(Saved data entries)
# # # #
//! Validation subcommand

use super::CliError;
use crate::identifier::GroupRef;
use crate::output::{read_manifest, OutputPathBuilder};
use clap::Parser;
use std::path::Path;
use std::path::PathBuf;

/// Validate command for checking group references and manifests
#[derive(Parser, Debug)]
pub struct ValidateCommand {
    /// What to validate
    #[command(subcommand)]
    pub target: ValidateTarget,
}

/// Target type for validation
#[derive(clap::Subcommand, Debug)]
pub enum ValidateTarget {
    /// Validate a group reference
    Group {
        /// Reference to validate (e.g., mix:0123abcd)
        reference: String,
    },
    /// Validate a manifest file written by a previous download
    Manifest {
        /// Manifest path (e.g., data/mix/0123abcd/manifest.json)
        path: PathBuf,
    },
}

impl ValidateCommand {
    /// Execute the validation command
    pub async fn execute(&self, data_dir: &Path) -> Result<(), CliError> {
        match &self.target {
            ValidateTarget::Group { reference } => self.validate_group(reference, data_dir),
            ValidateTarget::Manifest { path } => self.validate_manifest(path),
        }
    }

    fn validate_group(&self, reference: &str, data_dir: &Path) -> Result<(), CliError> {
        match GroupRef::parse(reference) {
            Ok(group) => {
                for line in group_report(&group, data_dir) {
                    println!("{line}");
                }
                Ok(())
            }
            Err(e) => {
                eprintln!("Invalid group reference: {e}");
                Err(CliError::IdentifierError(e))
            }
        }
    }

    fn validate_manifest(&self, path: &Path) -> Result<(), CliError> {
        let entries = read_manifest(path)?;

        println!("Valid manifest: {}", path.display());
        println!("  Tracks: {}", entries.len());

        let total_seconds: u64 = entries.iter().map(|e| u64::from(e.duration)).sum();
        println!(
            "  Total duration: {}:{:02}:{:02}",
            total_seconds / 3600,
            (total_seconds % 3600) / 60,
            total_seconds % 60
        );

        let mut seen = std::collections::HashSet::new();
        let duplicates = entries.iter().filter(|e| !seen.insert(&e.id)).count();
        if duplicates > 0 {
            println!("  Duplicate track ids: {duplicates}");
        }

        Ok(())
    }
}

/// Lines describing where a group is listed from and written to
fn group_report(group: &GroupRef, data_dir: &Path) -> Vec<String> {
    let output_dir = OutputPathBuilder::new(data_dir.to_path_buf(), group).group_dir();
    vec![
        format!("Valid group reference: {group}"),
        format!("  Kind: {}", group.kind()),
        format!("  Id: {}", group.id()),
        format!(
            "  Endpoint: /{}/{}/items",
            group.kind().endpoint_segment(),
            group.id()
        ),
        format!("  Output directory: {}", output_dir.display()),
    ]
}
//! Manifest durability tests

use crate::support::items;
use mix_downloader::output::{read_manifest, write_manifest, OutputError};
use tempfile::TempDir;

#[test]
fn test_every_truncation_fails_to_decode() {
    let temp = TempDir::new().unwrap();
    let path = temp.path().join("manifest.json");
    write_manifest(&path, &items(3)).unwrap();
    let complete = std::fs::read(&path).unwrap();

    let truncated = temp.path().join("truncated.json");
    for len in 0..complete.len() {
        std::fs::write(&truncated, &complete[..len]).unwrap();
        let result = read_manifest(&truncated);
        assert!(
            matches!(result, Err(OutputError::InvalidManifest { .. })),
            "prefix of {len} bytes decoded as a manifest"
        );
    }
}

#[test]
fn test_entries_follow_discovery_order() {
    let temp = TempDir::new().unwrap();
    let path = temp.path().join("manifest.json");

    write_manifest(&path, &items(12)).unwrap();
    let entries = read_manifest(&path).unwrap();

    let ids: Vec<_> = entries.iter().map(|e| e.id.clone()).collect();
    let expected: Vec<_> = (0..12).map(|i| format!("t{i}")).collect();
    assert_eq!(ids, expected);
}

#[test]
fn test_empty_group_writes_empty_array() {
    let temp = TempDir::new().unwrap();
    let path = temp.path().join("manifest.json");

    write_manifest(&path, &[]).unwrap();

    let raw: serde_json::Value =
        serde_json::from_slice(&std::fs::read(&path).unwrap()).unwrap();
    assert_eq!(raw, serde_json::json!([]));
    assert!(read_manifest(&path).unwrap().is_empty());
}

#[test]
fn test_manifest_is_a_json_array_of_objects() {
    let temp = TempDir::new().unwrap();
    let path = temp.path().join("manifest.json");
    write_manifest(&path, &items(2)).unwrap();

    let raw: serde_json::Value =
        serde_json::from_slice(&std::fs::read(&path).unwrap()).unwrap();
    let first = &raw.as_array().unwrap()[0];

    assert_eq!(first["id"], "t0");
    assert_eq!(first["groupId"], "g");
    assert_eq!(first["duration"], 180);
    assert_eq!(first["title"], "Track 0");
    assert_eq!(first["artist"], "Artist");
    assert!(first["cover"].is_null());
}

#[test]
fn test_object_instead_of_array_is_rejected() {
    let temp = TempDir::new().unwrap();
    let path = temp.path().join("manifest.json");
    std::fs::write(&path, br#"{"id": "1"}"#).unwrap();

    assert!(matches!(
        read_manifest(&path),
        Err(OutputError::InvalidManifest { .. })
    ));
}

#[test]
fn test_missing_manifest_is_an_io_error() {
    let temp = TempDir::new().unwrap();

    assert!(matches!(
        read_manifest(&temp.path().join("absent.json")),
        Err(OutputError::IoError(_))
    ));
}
# # # #
**Assigned task**: Only those lines of the entries above that run from the line containing "let expected: Vec<_>" to the line containing "assert_eq!(raw, serde_json::json!([]));", both included, should be transcribed exactly.

**Solution to this exercise**:
    let expected: Vec<_> = (0..12).map(|i| format!("t{i}")).collect();
    assert_eq!(ids, expected);
}

#[test]
fn test_empty_group_writes_empty_array() {
    let temp = TempDir::new().unwrap();
    let path = temp.path().join("manifest.json");

    write_manifest(&path, &[]).unwrap();

    let raw: serde_json::Value =
        serde_json::from_slice(&std::fs::read(&path).unwrap()).unwrap();
    assert_eq!(raw, serde_json::json!([]));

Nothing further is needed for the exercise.